Yang Chuantang (; born May 1954) is a Chinese politician who served as the Minister of Transport of the People's Republic of China from 2012 to 2016. He has also served as the vice chairman of the State Ethnic Affairs Commission, governor of Qinghai Province, party chief of the Tibet Autonomous Region, and one of the vice chairmen of the 9th Chinese People's Political Consultative Conference.

Biography
Yang was born in Yucheng, Shandong province. He jointed the military at age 18. During the Cultural Revolution, he worked on a rural cooperative, then was transferred to work at a petrochemicals factory, where he ascended the ranks to become supervisor and party secretary. He joined the Communist Youth League and then the Chinese Communist Party in 1976, the year Mao died.  He then took part in the production of ethylene at the Qilu Petrochemicals Company in his home province. He studied Chinese between 1981 and 1983 at Shandong Normal University. In August 1987, he was named deputy head of the Communist Youth League of Shandong province. In January 1992, he was sent to become head commissioner (mayor equivalent) of Dezhou prefecture. In November 1993, he was transferred to Tibet to serve as a member of the regional Party Standing Committee and Executive Vice Chairman.

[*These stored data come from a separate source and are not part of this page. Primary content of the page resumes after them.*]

#![forbid(unsafe_code)]

//! The component proxy: options-driven lifecycle, reactive state, and
//! strict-diff partial re-render.
//!
//! A [`ComponentProxy`] owns a component's reactive world: its props and
//! data observables, computed properties, watchers, lifecycle hooks, and the
//! render effect that keeps the host view in sync. All of it lives inside
//! one detached [`EffectScope`], so [`ComponentProxy::destroy`] tears the
//! whole graph down in a single call.
//!
//! # Render pipeline
//!
//! The render effect runs the injected render function when one is present
//! (collecting exactly the paths the template touches), falling back to a
//! full read of every local key when there is none or when the injected
//! function panics. Either way the collected data goes through
//! [`process_render_data_with_strict_diff`](ComponentProxy), which maintains
//! the `mini_render_data` baseline of what the view last received and emits
//! only the path patches that actually changed. Re-renders are scheduled on
//! the main job queue under the component's creation-order uid, so parents
//! render before children within a flush.
//!
//! # Identity
//!
//! Component uids come from the scheduler's job-id counter: a component's
//! render job id *is* its uid, which makes render ordering deterministic and
//! global across watchers and components.

use std::cell::{Cell, RefCell};
use std::rc::{Rc, Weak};

use ahash::{AHashMap, AHashSet};
use serde_json::{Map, Value};

use filament_reactive::error::call_with_error_handling;
use filament_reactive::path::{PathSeg, get_by_path, get_first_key, is_sub_path_of};
use filament_reactive::{
    Computed, EffectScope, Job, JobId, Observable, ReactiveEffect, WatchHandle, WatchOptions,
    WatchSource, next_job_id, next_tick, queue_job, untracked, watch,
};

use crate::config;
use crate::diff::{diff_and_clone, pre_process_render_data};
use crate::lifecycle::{self, HookKind, LifecycleState};
use crate::render::{RenderTarget, RenderTask};

type HookFn = Rc<dyn Fn(&ComponentProxy)>;
type InjectedRender = Box<dyn Fn(&ComponentProxy) -> AHashMap<String, Value>>;

/// Getter (and optional setter) for one computed property.
struct ComputedSpec {
    get: Box<dyn Fn(&ComponentProxy) -> Value>,
    set: Option<Box<dyn Fn(&ComponentProxy, Value)>>,
}

struct WatchSpec {
    source: String,
    handler: Box<dyn FnMut(&Value, &Value)>,
    options: WatchOptions,
}

/// Declarative component definition consumed by [`ComponentProxy::create`].
#[derive(Default)]
pub struct ComponentOptions {
    name: String,
    data: Value,
    data_fn: Option<Box<dyn FnOnce(&ComponentProxy) -> Value>>,
    props: Value,
    computed: Vec<(String, ComputedSpec)>,
    watchers: Vec<WatchSpec>,
    setup: Option<Box<dyn FnOnce(&ComponentProxy) -> Value>>,
    injected_render: Option<InjectedRender>,
    hooks: Vec<(HookKind, HookFn)>,
}

impl ComponentOptions {
    pub fn new() -> Self {
        Self::default()
    }

    pub fn name(mut self, name: impl Into<String>) -> Self {
        self.name = name.into();
        self
    }

    /// Initial data object.
    pub fn data(mut self, data: Value) -> Self {
        self.data = data;
        self
    }

    /// Late data factory, merged over [`data`](Self::data) at creation.
    pub fn data_fn(mut self, f: impl FnOnce(&ComponentProxy) -> Value + 'static) -> Self {
        self.data_fn = Some(Box::new(f));
        self
    }

    /// Externally-owned props object.
    pub fn props(mut self, props: Value) -> Self {
        self.props = props;
        self
    }

    /// Read-only computed property.
    pub fn computed(mut self, key: impl Into<String>, get: impl Fn(&ComponentProxy) -> Value + 'static) -> Self {
        self.computed.push((
            key.into(),
            ComputedSpec {
                get: Box::new(get),
                set: None,
            },
        ));
        self
    }

    /// Computed property with a write path.
    pub fn computed_writable(
        mut self,
        key: impl Into<String>,
        get: impl Fn(&ComponentProxy) -> Value + 'static,
        set: impl Fn(&ComponentProxy, Value) + 'static,
    ) -> Self {
        self.computed.push((
            key.into(),
            ComputedSpec {
                get: Box::new(get),
                set: Some(Box::new(set)),
            },
        ));
        self
    }

    /// Options watcher on a data path, default (pre-flush) scheduling.
    pub fn watcher(
        self,
        source: impl Into<String>,
        handler: impl FnMut(&Value, &Value) + 'static,
    ) -> Self {
        self.watcher_with(source, handler, WatchOptions::default())
    }

    pub fn watcher_with(
        mut self,
        source: impl Into<String>,
        handler: impl FnMut(&Value, &Value) + 'static,
        options: WatchOptions,
    ) -> Self {
        self.watchers.push(WatchSpec {
            source: source.into(),
            handler: Box::new(handler),
            options,
        });
        self
    }

    /// Composition entry point. Runs before `data` exists; its returned
    /// object merges into component data.
    pub fn setup(mut self, f: impl FnOnce(&ComponentProxy) -> Value + 'static) -> Self {
        self.setup = Some(Box::new(f));
        self
    }

    /// Compiled render function: returns exactly the `path → value` pairs
    /// the view template reads. Absent, every local key is read in full.
    pub fn injected_render(
        mut self,
        f: impl Fn(&ComponentProxy) -> AHashMap<String, Value> + 'static,
    ) -> Self {
        self.injected_render = Some(Box::new(f));
        self
    }

    /// Attach a lifecycle hook.
    pub fn on(mut self, kind: HookKind, hook: impl Fn(&ComponentProxy) + 'static) -> Self {
        self.hooks.push((kind, Rc::new(hook)));
        self
    }
}

/// Options for [`ComponentProxy::force_update`].
#[derive(Default)]
pub struct ForceUpdateOptions {
    /// Run the render effect synchronously instead of queueing it.
    pub sync: bool,
    /// Invoked on the tick after the forced render flushes.
    pub callback: Option<Box<dyn FnOnce()>>,
}

struct ProxyInner {
    uid: JobId,
    name: String,
    state: Cell<LifecycleState>,
    scope: EffectScope,
    props: Observable,
    data: Observable,
    /// Snapshot of data as created, the strict-diff baseline for keys the
    /// view already holds from its static declaration.
    initial_data: RefCell<Value>,
    local_keys: RefCell<AHashSet<String>>,
    prop_keys: RefCell<AHashSet<String>>,
    computed: RefCell<AHashMap<String, Computed>>,
    hooks: RefCell<AHashMap<HookKind, Vec<HookFn>>>,
    watch_handles: RefCell<Vec<WatchHandle>>,
    /// What the view currently holds, keyed by render-data path.
    mini_render_data: RefCell<AHashMap<String, Value>>,
    force_update_data: RefCell<AHashMap<String, Value>>,
    force_update_all: Cell<bool>,
    current_render_task: RefCell<Option<RenderTask>>,
    render_effect: RefCell<Option<ReactiveEffect>>,
    render_job: RefCell<Option<Job>>,
    injected_render: RefCell<Option<InjectedRender>>,
    target: Rc<dyn RenderTarget>,
}

/// Handle to a live component. Clones share the instance.
#[derive(Clone)]
pub struct ComponentProxy {
    inner: Rc<ProxyInner>,
}

/// Non-owning component handle for closures that outlive the component.
#[derive(Clone)]
pub struct WeakComponent {
    inner: Weak<ProxyInner>,
}

impl WeakComponent {
    pub fn upgrade(&self) -> Option<ComponentProxy> {
        self.inner.upgrade().map(|inner| ComponentProxy { inner })
    }
}
#![forbid(unsafe_code)]

//! Lazy memoized derived values.
//!
//! A [`Computed`] wraps a getter in a [`ReactiveEffect`] whose scheduler
//! marks the cached value dirty instead of recomputing: the getter only runs
//! when someone reads a dirty computed. Readers subscribe through a private
//! backing [`Observable`], so invalidation propagates to them exactly like an
//! ordinary dependency change.

use std::cell::RefCell;
use std::rc::{Rc, Weak};

use serde_json::Value;

use crate::effect::ReactiveEffect;
use crate::observable::Observable;

struct ComputedInner {
    effect: ReactiveEffect,
    setter: Option<Box<dyn FnMut(Value)>>,
    /// Dependency anchor for readers; holds no data of its own.
    anchor: Observable,
    value: Value,
    dirty: bool,
}

/// A derived value recomputed on demand.
///
/// Clones share the same cache and effect.
#[derive(Clone)]
pub struct Computed {
    inner: Rc<RefCell<ComputedInner>>,
}

impl Computed {
    /// A read-only computed. The getter does not run until the first read.
    pub fn new(getter: impl FnMut() -> Value + 'static) -> Self {
        Self::build(getter, None)
    }

    /// A writable computed: writes are routed through `setter`, which is
    /// expected to mutate the sources the getter reads.
    pub fn writable(
        getter: impl FnMut() -> Value + 'static,
        setter: impl FnMut(Value) + 'static,
    ) -> Self {
        Self::build(getter, Some(Box::new(setter)))
    }

    fn build(getter: impl FnMut() -> Value + 'static, setter: Option<Box<dyn FnMut(Value)>>) -> Self {
        let effect = ReactiveEffect::new(getter);
        let inner = Rc::new(RefCell::new(ComputedInner {
            effect: effect.clone(),
            setter,
            anchor: Observable::new(Value::Null),
            value: Value::Null,
            dirty: true,
        }));
        let weak: Weak<RefCell<ComputedInner>> = Rc::downgrade(&inner);
        // Invalidate instead of recomputing; the next read pays the cost.
        effect.set_scheduler(move || {
            let Some(inner) = weak.upgrade() else {
                return;
            };
            let anchor = {
                let mut inner = inner.borrow_mut();
                if inner.dirty {
                    return;
                }
                inner.dirty = true;
                inner.anchor.clone()
            };
            anchor.trigger("");
        });
        Self { inner }
    }

    /// Current value, recomputing first if a dependency changed since the
    /// last read. Registers the active effect (if any) as a reader.
    pub fn get(&self) -> Value {
        let (dirty, effect, anchor) = {
            let inner = self.inner.borrow();
            (inner.dirty, inner.effect.clone(), inner.anchor.clone())
        };
        if dirty {
            let value = effect.run();
            let mut inner = self.inner.borrow_mut();
            inner.value = value;
            inner.dirty = false;
        }
        anchor.track("");
        self.inner.borrow().value.clone()
    }

    /// Current value without reader registration or recomputation.
    pub fn peek(&self) -> Value {
        self.inner.borrow().value.clone()
    }

    /// Route a write through the setter. Warns and drops the value for a
    /// read-only computed.
    pub fn set(&self, value: Value) {
        let setter = self.inner.borrow_mut().setter.take();
        match setter {
            Some(mut setter) => {
                setter(value);
                let mut inner = self.inner.borrow_mut();
                if inner.setter.is_none() {
                    inner.setter = Some(setter);
                }
            }
            None => tracing::warn!("computed property is readonly"),
        }
    }

    /// Stop tracking; the cached value freezes at its last state.
    pub fn stop(&self) {
        self.inner.borrow().effect.stop();
    }
}

#[cfg(test)]
mod tests {
    use super::*;
    use serde_json::json;
    use std::cell::Cell;

    #[test]
    fn getter_is_lazy_and_memoized() {
        let state = Observable::new(json!({"n": 2}));
        let reader = state.clone();
        let computes = Rc::new(Cell::new(0));
        let computes2 = Rc::clone(&computes);
        let doubled = Computed::new(move || {
            computes2.set(computes2.get() + 1);
            json!(reader.get("n").as_i64().unwrap_or(0) * 2)
        });

        // Nothing runs at construction.
        assert_eq!(computes.get(), 0);
        assert_eq!(doubled.get(), json!(4));
        assert_eq!(computes.get(), 1);

        // Repeated reads hit the cache.
        assert_eq!(doubled.get(), json!(4));
        assert_eq!(computes.get(), 1);
    }

    #[test]
    fn dependency_change_invalidates_without_recomputing() {
        let state = Observable::new(json!({"n": 2}));
        let reader = state.clone();
        let computes = Rc::new(Cell::new(0));
        let computes2 = Rc::clone(&computes);
        let doubled = Computed::new(move || {
            computes2.set(computes2.get() + 1);
            json!(reader.get("n").as_i64().unwrap_or(0) * 2)
        });
        assert_eq!(doubled.get(), json!(4));

        state.set("n", json!(5));
        // Invalidation alone does not recompute.
        assert_eq!(computes.get(), 1);
        assert_eq!(doubled.get(), json!(10));
        assert_eq!(computes.get(), 2);
    }

    #[test]
    fn readers_are_notified_on_invalidation() {
        let state = Observable::new(json!({"n": 1}));
        let reader = state.clone();
        let doubled = Computed::new(move || json!(reader.get("n").as_i64().unwrap_or(0) * 2));

        let seen = Rc::new(RefCell::new(Vec::new()));
        let seen2 = Rc::clone(&seen);
        let doubled2 = doubled.clone();
        let effect = ReactiveEffect::new(move || {
            let value = doubled2.get();
            seen2.borrow_mut().push(value.clone());
            value
        });
        effect.run();
        state.set("n", json!(3));
        assert_eq!(*seen.borrow(), vec![json!(2), json!(6)]);
    }

    #[test]
    fn computed_chains_propagate() {
        let state = Observable::new(json!({"n": 1}));
        let reader = state.clone();
        let doubled = Computed::new(move || json!(reader.get("n").as_i64().unwrap_or(0) * 2));
        let doubled2 = doubled.clone();
        let quadrupled = Computed::new(move || json!(doubled2.get().as_i64().unwrap_or(0) * 2));

        assert_eq!(quadrupled.get(), json!(4));
        state.set("n", json!(2));
        assert_eq!(quadrupled.get(), json!(8));
    }

    #[test]
    fn writable_computed_routes_through_setter() {
        let state = Observable::new(json!({"n": 1}));
        let reader = state.clone();
        let writer = state.clone();
        let doubled = Computed::writable(
            move || json!(reader.get("n").as_i64().unwrap_or(0) * 2),
            move |value| {
                writer.set("n", json!(value.as_i64().unwrap_or(0) / 2));
            },
        );
        assert_eq!(doubled.get(), json!(2));
        doubled.set(json!(10));
        assert_eq!(state.get_untracked("n"), json!(5));
        assert_eq!(doubled.get(), json!(10));
    }

    #[test]
    fn readonly_set_is_ignored() {
        let constant = Computed::new(|| json!(1));
        constant.set(json!(9));
        assert_eq!(constant.get(), json!(1));
    }

    #[test]
    fn stopped_computed_freezes() {
        let state = Observable::new(json!({"n": 1}));
        let reader = state.clone();
        let doubled = Computed::new(move || json!(reader.get("n").as_i64().unwrap_or(0) * 2));
        assert_eq!(doubled.get(), json!(2));
        doubled.stop();
        state.set("n", json!(7));
        assert_eq!(doubled.get(), json!(2));
    }
}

In 1996, he studied Tibetan affairs at the Central Party School and described being "fascinated with" Tibet and its "long hours of sunshine, rich water resources, and diversified geological and climate conditions".

Having worked in the petrochemical industry, he was appointed governor of Qinghai Province from January to December 2004. His promotion to Communist Party Secretary of the Tibet Autonomous Region from December 2004 to November 2005 was seen as part of a trend in appointing "more highly educated and competent" administrators to lead provincial governments. It was said that Yang suffered a stroke in September 2005; he was supposedly sent to Beijing for medical treatment, but this was never confirmed by the authorities. Zhang Qingli was appointed in Yang's stead, and Yang was given a minor leadership position with the State Ethnic Affairs Commission, while maintaining his provincial-ministerial rank.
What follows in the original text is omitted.